** Information follows **

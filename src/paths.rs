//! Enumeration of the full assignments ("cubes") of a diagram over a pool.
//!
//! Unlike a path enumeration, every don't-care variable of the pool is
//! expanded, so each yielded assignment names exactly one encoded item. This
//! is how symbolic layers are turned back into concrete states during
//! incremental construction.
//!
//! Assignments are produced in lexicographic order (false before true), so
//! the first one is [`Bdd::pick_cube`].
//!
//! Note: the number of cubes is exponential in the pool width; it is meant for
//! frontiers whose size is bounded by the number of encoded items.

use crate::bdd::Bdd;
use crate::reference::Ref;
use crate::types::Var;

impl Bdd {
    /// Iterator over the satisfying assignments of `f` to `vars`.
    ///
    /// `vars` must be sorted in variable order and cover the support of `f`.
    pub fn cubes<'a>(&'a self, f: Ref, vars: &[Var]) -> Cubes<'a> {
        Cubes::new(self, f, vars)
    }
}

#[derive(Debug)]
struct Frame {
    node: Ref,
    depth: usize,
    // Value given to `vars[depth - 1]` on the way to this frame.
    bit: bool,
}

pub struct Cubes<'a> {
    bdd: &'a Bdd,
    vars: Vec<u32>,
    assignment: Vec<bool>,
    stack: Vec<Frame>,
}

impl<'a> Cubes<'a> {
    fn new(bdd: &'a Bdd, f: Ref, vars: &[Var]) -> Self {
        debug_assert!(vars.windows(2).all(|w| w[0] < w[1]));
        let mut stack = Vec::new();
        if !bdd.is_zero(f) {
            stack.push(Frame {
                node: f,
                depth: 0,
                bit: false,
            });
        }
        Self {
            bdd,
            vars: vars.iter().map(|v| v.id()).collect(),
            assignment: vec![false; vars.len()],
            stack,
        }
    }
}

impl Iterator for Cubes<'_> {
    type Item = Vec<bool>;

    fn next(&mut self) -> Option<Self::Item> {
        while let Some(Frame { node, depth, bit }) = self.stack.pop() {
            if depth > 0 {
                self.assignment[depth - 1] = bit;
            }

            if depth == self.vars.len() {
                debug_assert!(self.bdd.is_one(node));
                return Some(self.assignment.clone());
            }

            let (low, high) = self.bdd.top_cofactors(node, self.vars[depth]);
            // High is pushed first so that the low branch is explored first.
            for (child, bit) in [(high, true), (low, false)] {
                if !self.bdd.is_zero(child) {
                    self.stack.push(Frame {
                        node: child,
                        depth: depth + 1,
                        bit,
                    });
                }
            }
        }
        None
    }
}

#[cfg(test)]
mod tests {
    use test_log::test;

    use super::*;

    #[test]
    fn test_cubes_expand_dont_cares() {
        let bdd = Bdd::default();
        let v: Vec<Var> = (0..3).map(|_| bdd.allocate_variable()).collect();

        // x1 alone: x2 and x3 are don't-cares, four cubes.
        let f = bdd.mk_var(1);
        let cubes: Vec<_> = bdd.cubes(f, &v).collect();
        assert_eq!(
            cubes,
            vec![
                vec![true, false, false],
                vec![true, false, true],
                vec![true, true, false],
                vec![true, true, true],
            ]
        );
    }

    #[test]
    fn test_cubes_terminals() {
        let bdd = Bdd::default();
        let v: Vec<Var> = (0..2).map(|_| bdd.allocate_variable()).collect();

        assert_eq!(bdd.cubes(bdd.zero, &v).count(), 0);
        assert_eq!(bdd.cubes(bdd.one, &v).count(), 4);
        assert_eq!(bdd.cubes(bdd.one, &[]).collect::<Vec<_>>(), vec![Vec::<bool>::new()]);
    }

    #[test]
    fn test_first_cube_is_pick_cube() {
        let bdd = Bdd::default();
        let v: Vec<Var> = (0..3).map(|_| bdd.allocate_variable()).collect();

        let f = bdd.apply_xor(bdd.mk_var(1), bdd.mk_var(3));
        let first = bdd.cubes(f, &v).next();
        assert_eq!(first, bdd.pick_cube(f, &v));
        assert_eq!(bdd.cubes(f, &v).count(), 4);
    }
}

** End of Information **

• _Exercise prompt_
Reply with the number of lines in the data that include the string "encoded" and nothing else.

• _Task answer_
2